Task statement ▸
Only one stretch of the data below is needed. Output the lines from the one with "fn changed_run(old: Option<&[Cell]>, row: &[Cell], from: usize)" up to and including the one with "use super::*;", exactly as they stand.

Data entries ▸
◆ ◆ ◆ ◆ ◆

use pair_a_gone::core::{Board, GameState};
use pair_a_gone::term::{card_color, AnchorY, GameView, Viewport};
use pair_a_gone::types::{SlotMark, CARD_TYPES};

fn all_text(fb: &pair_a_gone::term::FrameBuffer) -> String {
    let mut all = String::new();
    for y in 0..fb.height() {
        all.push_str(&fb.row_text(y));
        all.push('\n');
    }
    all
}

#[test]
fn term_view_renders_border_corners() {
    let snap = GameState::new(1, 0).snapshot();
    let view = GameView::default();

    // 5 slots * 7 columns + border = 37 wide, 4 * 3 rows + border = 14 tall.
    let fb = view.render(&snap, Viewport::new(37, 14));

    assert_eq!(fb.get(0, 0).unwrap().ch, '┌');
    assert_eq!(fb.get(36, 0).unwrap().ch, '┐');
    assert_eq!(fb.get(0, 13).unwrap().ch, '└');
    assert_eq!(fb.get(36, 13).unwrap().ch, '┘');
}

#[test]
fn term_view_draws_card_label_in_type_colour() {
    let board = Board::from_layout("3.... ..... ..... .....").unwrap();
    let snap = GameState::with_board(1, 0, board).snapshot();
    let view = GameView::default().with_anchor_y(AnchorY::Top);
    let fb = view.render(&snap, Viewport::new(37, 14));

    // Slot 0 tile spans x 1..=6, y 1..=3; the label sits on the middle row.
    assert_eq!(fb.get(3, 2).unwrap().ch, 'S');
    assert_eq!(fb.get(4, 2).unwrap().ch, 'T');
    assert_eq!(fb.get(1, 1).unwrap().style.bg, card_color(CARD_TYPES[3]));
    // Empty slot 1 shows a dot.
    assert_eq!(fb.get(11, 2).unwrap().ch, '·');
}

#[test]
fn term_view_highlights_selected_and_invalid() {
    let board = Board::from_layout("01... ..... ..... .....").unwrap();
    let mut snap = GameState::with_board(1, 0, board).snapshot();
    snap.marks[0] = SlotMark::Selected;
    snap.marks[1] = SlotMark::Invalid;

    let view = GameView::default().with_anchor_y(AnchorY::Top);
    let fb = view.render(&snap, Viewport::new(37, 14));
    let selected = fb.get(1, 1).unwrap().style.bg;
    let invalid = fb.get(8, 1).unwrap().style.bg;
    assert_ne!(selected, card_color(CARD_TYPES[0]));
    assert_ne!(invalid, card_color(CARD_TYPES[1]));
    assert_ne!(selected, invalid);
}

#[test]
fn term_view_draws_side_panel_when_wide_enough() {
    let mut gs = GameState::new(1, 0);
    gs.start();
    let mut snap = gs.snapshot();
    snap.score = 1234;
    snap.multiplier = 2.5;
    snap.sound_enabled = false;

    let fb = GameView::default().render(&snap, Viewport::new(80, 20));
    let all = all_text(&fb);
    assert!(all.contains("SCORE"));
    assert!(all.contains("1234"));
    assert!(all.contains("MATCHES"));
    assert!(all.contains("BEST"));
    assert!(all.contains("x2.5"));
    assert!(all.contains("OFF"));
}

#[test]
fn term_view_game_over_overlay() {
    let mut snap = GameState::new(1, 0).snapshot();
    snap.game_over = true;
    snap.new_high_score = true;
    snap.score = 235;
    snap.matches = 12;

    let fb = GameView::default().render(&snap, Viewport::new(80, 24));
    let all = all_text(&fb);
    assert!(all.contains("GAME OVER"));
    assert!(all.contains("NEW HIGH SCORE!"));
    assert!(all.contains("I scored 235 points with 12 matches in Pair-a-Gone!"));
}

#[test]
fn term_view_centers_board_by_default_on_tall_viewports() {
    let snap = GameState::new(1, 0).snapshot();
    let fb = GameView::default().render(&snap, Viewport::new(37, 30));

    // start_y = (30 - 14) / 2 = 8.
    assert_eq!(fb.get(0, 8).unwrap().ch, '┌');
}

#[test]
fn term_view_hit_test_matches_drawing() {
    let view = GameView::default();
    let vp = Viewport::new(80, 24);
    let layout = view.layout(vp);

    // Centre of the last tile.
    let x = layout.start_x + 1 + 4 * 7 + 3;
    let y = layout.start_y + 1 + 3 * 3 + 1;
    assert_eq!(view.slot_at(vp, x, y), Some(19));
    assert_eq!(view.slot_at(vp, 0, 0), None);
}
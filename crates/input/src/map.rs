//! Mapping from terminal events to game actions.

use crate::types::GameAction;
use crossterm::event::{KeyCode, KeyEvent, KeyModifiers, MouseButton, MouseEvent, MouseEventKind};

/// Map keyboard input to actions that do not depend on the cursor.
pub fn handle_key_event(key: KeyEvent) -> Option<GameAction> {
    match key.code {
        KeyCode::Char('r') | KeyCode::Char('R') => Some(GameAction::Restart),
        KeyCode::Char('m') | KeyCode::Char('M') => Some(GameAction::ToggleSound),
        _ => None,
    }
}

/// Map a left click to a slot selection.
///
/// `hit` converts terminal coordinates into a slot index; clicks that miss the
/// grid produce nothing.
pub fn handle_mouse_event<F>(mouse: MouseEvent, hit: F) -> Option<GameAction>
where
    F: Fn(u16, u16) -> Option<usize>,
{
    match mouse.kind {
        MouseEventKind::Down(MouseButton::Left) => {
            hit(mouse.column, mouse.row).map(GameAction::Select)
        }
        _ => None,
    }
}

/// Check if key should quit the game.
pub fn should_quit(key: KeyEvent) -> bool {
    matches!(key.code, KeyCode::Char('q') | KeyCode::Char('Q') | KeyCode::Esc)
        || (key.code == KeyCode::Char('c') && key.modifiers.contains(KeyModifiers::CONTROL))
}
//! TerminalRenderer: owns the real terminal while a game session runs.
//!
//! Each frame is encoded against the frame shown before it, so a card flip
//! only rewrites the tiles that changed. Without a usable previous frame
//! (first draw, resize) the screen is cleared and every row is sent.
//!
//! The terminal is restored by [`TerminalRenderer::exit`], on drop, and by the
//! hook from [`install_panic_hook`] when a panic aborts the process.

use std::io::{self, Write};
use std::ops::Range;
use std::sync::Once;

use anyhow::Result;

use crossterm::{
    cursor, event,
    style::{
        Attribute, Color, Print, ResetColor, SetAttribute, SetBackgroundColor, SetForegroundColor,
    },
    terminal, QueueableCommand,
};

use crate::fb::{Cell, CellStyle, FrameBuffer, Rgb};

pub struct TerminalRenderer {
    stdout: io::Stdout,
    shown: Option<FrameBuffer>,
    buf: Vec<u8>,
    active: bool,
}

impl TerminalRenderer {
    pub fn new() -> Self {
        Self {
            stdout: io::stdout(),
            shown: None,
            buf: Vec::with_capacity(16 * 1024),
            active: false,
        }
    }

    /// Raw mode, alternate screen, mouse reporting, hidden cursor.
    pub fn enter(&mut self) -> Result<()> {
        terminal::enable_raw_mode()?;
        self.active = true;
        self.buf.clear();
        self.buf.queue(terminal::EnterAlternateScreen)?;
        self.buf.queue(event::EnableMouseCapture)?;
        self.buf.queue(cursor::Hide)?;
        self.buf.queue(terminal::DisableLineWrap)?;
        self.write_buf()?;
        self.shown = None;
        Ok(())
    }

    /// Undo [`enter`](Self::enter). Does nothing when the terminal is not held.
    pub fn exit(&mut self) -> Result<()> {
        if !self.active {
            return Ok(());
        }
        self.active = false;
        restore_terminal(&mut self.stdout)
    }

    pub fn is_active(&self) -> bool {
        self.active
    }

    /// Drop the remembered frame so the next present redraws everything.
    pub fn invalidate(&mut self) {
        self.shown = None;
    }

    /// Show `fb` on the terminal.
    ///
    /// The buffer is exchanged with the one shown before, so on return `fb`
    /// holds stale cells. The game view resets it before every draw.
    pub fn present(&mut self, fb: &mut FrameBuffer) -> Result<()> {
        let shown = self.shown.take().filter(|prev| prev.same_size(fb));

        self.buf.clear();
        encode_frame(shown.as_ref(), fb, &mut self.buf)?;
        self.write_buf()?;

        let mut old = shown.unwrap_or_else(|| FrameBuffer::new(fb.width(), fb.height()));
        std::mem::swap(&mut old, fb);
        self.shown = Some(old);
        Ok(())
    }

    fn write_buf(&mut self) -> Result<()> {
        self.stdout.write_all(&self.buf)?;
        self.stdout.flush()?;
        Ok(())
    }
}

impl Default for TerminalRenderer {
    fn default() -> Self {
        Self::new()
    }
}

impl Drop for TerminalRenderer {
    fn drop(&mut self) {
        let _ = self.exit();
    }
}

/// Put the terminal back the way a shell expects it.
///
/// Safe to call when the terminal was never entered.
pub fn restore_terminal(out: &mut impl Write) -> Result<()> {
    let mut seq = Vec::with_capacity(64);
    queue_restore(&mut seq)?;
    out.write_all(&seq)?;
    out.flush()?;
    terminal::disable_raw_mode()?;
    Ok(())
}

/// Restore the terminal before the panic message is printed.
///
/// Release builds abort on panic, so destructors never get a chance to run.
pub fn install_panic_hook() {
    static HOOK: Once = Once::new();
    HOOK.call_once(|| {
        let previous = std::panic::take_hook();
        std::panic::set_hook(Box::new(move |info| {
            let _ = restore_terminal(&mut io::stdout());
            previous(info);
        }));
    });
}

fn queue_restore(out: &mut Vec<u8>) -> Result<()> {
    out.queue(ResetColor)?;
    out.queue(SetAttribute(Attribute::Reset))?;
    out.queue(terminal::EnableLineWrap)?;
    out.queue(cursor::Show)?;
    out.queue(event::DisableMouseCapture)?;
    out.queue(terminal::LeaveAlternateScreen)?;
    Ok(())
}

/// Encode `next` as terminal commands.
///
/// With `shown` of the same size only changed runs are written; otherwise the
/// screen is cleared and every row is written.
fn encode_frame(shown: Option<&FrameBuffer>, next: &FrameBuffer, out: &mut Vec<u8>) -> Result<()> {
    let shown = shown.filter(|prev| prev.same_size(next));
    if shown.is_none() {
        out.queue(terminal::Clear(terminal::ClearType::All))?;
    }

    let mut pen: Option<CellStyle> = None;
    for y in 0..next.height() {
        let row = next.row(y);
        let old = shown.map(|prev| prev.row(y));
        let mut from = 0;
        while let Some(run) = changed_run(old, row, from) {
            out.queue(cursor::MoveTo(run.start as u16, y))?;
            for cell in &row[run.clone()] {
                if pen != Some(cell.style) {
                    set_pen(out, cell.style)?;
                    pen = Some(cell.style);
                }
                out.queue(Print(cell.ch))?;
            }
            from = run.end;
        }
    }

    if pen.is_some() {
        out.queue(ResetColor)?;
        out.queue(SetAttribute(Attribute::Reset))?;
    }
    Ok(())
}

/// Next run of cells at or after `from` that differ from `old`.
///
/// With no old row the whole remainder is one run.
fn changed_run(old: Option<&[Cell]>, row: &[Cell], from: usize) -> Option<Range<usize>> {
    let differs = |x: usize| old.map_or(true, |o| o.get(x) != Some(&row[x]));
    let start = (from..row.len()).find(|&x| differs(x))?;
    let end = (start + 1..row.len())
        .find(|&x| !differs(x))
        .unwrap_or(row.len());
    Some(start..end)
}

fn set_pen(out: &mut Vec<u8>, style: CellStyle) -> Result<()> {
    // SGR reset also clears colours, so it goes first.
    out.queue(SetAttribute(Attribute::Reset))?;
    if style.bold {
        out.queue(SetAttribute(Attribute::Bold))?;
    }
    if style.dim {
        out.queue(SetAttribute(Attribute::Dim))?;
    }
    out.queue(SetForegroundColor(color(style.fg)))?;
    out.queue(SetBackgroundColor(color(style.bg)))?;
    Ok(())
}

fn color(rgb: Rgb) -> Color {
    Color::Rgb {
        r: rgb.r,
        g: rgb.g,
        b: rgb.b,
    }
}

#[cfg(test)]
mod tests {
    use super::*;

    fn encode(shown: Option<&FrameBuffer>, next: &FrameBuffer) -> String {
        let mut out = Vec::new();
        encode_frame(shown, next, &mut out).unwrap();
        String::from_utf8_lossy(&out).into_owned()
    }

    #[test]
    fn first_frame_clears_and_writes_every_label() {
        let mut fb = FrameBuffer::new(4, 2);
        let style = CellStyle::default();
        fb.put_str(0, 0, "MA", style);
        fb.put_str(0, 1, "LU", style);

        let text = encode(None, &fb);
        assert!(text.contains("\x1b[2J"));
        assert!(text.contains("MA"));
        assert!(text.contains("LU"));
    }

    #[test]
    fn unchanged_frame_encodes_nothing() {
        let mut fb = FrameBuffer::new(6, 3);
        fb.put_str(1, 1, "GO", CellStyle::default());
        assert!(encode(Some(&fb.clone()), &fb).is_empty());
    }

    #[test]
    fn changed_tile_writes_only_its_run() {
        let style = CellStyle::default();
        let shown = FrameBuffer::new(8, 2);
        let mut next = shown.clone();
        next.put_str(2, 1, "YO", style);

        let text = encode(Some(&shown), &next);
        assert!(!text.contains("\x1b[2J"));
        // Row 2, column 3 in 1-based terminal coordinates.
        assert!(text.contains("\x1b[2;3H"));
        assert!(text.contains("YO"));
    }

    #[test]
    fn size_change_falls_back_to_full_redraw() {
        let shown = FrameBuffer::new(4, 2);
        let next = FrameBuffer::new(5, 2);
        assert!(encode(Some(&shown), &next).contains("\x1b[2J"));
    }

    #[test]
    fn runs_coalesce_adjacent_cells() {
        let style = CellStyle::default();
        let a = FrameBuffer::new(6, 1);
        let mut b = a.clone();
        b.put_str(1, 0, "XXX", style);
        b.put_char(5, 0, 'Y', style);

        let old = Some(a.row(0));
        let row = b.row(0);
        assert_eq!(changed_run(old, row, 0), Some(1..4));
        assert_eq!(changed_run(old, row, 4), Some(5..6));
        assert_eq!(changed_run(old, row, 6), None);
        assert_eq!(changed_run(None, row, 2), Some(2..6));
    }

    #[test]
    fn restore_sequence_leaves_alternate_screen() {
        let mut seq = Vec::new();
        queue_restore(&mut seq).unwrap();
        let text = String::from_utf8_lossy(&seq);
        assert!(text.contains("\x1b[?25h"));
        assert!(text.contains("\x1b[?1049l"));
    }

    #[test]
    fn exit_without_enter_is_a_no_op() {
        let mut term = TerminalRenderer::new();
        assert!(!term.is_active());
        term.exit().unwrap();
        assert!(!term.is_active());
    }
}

◆ ◆ ◆ ◆ ◆

Output below ▸
fn changed_run(old: Option<&[Cell]>, row: &[Cell], from: usize) -> Option<Range<usize>> {
    let differs = |x: usize| old.map_or(true, |o| o.get(x) != Some(&row[x]));
    let start = (from..row.len()).find(|&x| differs(x))?;
    let end = (start + 1..row.len())
        .find(|&x| !differs(x))
        .unwrap_or(row.len());
    Some(start..end)
}

fn set_pen(out: &mut Vec<u8>, style: CellStyle) -> Result<()> {
    // SGR reset also clears colours, so it goes first.
    out.queue(SetAttribute(Attribute::Reset))?;
    if style.bold {
        out.queue(SetAttribute(Attribute::Bold))?;
    }
    if style.dim {
        out.queue(SetAttribute(Attribute::Dim))?;
    }
    out.queue(SetForegroundColor(color(style.fg)))?;
    out.queue(SetBackgroundColor(color(style.bg)))?;
    Ok(())
}

fn color(rgb: Rgb) -> Color {
    Color::Rgb {
        r: rgb.r,
        g: rgb.g,
        b: rgb.b,
    }
}

#[cfg(test)]
mod tests {
    use super::*;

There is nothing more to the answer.